Among the lines of the data, copy those that hold "KnowledgeEntry".

[[ Source data, beginning ]]

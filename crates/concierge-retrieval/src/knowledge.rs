//! A business's knowledge entries bundled with their lexical index.

use concierge_core::KnowledgeEntry;

use crate::index::LexicalIndex;

/// Ordered knowledge entries and the index derived from them.
///
/// The only constructor builds both together and there are no mutators, so
/// the index always describes exactly these entries.
#[derive(Debug, Clone, Default)]
pub struct KnowledgeBase {
    entries: Vec<KnowledgeEntry>,
    index: LexicalIndex,
}

impl KnowledgeBase {
    pub fn new(entries: Vec<KnowledgeEntry>) -> Self {
        let index = LexicalIndex::build(&entries);
        Self { entries, index }
    }

    pub fn entries(&self) -> &[KnowledgeEntry] {
        &self.entries
    }

    pub fn entry(&self, index: usize) -> Option<&KnowledgeEntry> {
        self.entries.get(index)
    }

    pub fn index(&self) -> &LexicalIndex {
        &self.index
    }

    pub fn len(&self) -> usize {
        self.entries.len()
    }

    pub fn is_empty(&self) -> bool {
        self.entries.is_empty()
    }
}
//! Multi-signal relevance scoring over a knowledge base.
//!
//! Each entry's composite score is the plain sum of independent signals (see
//! [`crate::signals`]), so any single strong signal can surface an entry even
//! when the others are silent. Scoring is a pure function of
//! `(entry, query, index)`; ranking is a total order, so results are
//! reproducible.

use std::cmp::Ordering;
use std::collections::BTreeSet;

use concierge_core::KnowledgeEntry;
use serde::Serialize;
use tracing::{debug, info};

use crate::index::LexicalIndex;
use crate::knowledge::KnowledgeBase;
use crate::normalize::{Normalization, QueryNormalizer};
use crate::signals::{Signal, SignalWeights, IMPORTANT_KEYWORDS, PATTERN_RULES};
use crate::text::{fuzzy_score, is_similar_word, is_stop_word, query_tokens};

/// Default width of a score tie for ranking purposes.
pub const DEFAULT_TIE_EPSILON: f64 = 1e-6;

/// One knowledge entry's relevance to one query.
#[derive(Debug, Clone, PartialEq, Serialize)]
pub struct ScoredMatch {
    /// Position of the entry in its knowledge base.
    pub entry_index: usize,
    /// Composite score, never negative. Only comparable within one query.
    pub score: f64,
    /// Signals that contributed to the score.
    pub signals: BTreeSet<Signal>,
}

/// Ranked contexts for one query.
#[derive(Debug, Clone, PartialEq, Serialize)]
pub struct Retrieval {
    /// Entries at or above the threshold, best first, at most `top_k`.
    pub contexts: Vec<ScoredMatch>,
    /// Best composite score over all entries, including those below the
    /// threshold. Zero for an empty knowledge base.
    pub max_score: f64,
    /// How the query was normalized before scoring.
    pub normalization: Normalization,
}

/// A query prepared once and scored against every entry.
#[derive(Debug, Clone)]
pub struct PreparedQuery {
    /// Lowercase normalized text.
    pub lower: String,
    /// Whitespace tokens longer than one character.
    pub tokens: Vec<String>,
    /// Whether normalization rewrote the caller's text.
    pub altered: bool,
}

impl PreparedQuery {
    pub fn new(text: &str, altered: bool) -> Self {
        let lower = text.trim().to_lowercase();
        let tokens = query_tokens(&lower);
        Self {
            lower,
            tokens,
            altered,
        }
    }
}

/// Score one entry against a prepared query.
///
/// Returns the composite score and the set of signals that fired.
pub fn score_entry(
    entry: &KnowledgeEntry,
    entry_index: usize,
    index: &LexicalIndex,
    query: &PreparedQuery,
    weights: &SignalWeights,
) -> (f64, BTreeSet<Signal>) {
    let question = entry.question.trim().to_lowercase();
    let answer = entry.answer.trim().to_lowercase();
    let combined = format!("{} {}", question, answer);

    let mut score = 0.0;
    let mut signals = BTreeSet::new();

    // 1. Literal phrase matches
    if !query.lower.is_empty() {
        if (!question.is_empty() && query.lower.contains(&question))
            || question.contains(&query.lower)
        {
            score += weights.exact_question;
            signals.insert(Signal::ExactQuestion);
        }
        if answer.contains(&query.lower) {
            score += weights.exact_answer;
            signals.insert(Signal::ExactAnswer);
        }
    }

    // 2. Per-token phrase overlap
    let partial_hits = query
        .tokens
        .iter()
        .filter(|t| question.contains(t.as_str()) || answer.contains(t.as_str()))
        .count();
    if partial_hits > 0 {
        score += partial_hits as f64 * weights.partial_phrase;
        signals.insert(Signal::PartialPhrase);
    }

    // 3. Keyword density plus curated business terms
    let found: Vec<&String> = query
        .tokens
        .iter()
        .filter(|t| combined.contains(t.as_str()))
        .collect();
    if !found.is_empty() {
        score += found.len() as f64 / query.tokens.len() as f64 * weights.keyword_density;
        signals.insert(Signal::Keywords);

        let important = found
            .iter()
            .filter(|t| !is_stop_word(t) && is_important_keyword(t, weights.important_similarity))
            .count();
        if important > 0 {
            score += important as f64 * weights.important_keyword;
            signals.insert(Signal::ImportantKeywords);
        }
    }

    // 4. Intent rules
    for rule in PATTERN_RULES.iter() {
        if rule.query.is_match(&query.lower) && rule.question.is_match(&question) {
            score += rule.bonus;
            signals.insert(Signal::Pattern);
        }
    }

    // 5. TF-IDF
    let tf_idf = index.score_document(entry_index, &query.lower);
    if tf_idf > 0.0 {
        score += tf_idf * weights.tf_idf;
        signals.insert(Signal::TfIdf);
    }

    // 6. Fuzzy overlap, only when normalization may have been imperfect
    if query.altered {
        let fuzzy = fuzzy_score(&query.lower, &combined);
        if fuzzy > weights.fuzzy_floor {
            score += fuzzy * weights.fuzzy;
            signals.insert(Signal::Fuzzy);
        }
    }

    (score, signals)
}

/// Whether `token` is, contains, or closely resembles a curated business term.
pub fn is_important_keyword(token: &str, similarity: f64) -> bool {
    IMPORTANT_KEYWORDS.iter().any(|imp| {
        token.contains(imp) || imp.contains(token) || is_similar_word(token, imp, similarity)
    })
}

/// Sort matches best first.
///
/// Matches are ordered by score, then split into runs whose scores lie within
/// `epsilon` of the run's best score. Each run is reordered by higher entry
/// priority, then by lower entry index.
pub fn rank_matches(matches: &mut [ScoredMatch], entries: &[KnowledgeEntry], epsilon: f64) {
    let priority = |m: &ScoredMatch| entries.get(m.entry_index).map_or(0, |e| e.priority);
    matches.sort_by(|a, b| {
        b.score
            .partial_cmp(&a.score)
            .unwrap_or(Ordering::Equal)
            .then_with(|| a.entry_index.cmp(&b.entry_index))
    });

    let mut start = 0;
    while start < matches.len() {
        let leader = matches[start].score;
        let end = matches[start..]
            .iter()
            .position(|m| leader - m.score >= epsilon)
            .map_or(matches.len(), |offset| start + offset);
        matches[start..end].sort_by(|a, b| {
            priority(b)
                .cmp(&priority(a))
                .then_with(|| a.entry_index.cmp(&b.entry_index))
        });
        start = end;
    }
}

/// Ranks knowledge entries against free-text queries.
#[derive(Debug, Clone)]
pub struct RelevanceScorer {
    weights: SignalWeights,
    normalizer: QueryNormalizer,
    tie_epsilon: f64,
}

impl Default for RelevanceScorer {
    fn default() -> Self {
        Self::new(SignalWeights::default(), DEFAULT_TIE_EPSILON)
    }
}

impl RelevanceScorer {
    pub fn new(weights: SignalWeights, tie_epsilon: f64) -> Self {
        Self {
            weights,
            normalizer: QueryNormalizer,
            tie_epsilon,
        }
    }

    /// Score every entry, drop those below `threshold`, and return the best
    /// `top_k` together with the best score seen overall.
    pub fn retrieve(
        &self,
        query: &str,
        knowledge: &KnowledgeBase,
        top_k: usize,
        threshold: f64,
    ) -> Retrieval {
        let normalization = self.normalizer.normalize(query);
        if let Some(note) = &normalization.note {
            debug!(
                original = %note.original_text,
                normalized = %normalization.text,
                language = %note.original_language,
                "Query normalized before scoring"
            );
        }

        if knowledge.is_empty() {
            debug!("Knowledge base is empty; nothing to retrieve");
            return Retrieval {
                contexts: Vec::new(),
                max_score: 0.0,
                normalization,
            };
        }

        let prepared = PreparedQuery::new(&normalization.text, normalization.altered());
        let mut scored: Vec<ScoredMatch> = knowledge
            .entries()
            .iter()
            .enumerate()
            .map(|(idx, entry)| {
                let (score, signals) =
                    score_entry(entry, idx, knowledge.index(), &prepared, &self.weights);
                ScoredMatch {
                    entry_index: idx,
                    score,
                    signals,
                }
            })
            .collect();

        let max_score = scored.iter().map(|m| m.score).fold(0.0, f64::max);

        scored.retain(|m| m.score >= threshold);
        rank_matches(&mut scored, knowledge.entries(), self.tie_epsilon);
        scored.truncate(top_k);

        for m in &scored {
            debug!(
                entry = m.entry_index,
                score = m.score,
                signals = ?m.signals,
                "Knowledge entry matched"
            );
        }
        info!(
            entries = knowledge.len(),
            matches = scored.len(),
            max_score,
            threshold,
            "Retrieval complete"
        );

        Retrieval {
            contexts: scored,
            max_score,
            normalization,
        }
    }

    /// Score and rank every entry with no threshold or limit.
    pub fn explain(&self, query: &str, knowledge: &KnowledgeBase) -> Retrieval {
        self.retrieve(query, knowledge, knowledge.len(), 0.0)
    }
}

// =============================================================================
// Tests
// =============================================================================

[[ Source data, end ]]

[Your solution]
use concierge_core::KnowledgeEntry;
    entries: Vec<KnowledgeEntry>,
    pub fn new(entries: Vec<KnowledgeEntry>) -> Self {
    pub fn entries(&self) -> &[KnowledgeEntry] {
    pub fn entry(&self, index: usize) -> Option<&KnowledgeEntry> {
use concierge_core::KnowledgeEntry;
    entry: &KnowledgeEntry,
pub fn rank_matches(matches: &mut [ScoredMatch], entries: &[KnowledgeEntry], epsilon: f64) {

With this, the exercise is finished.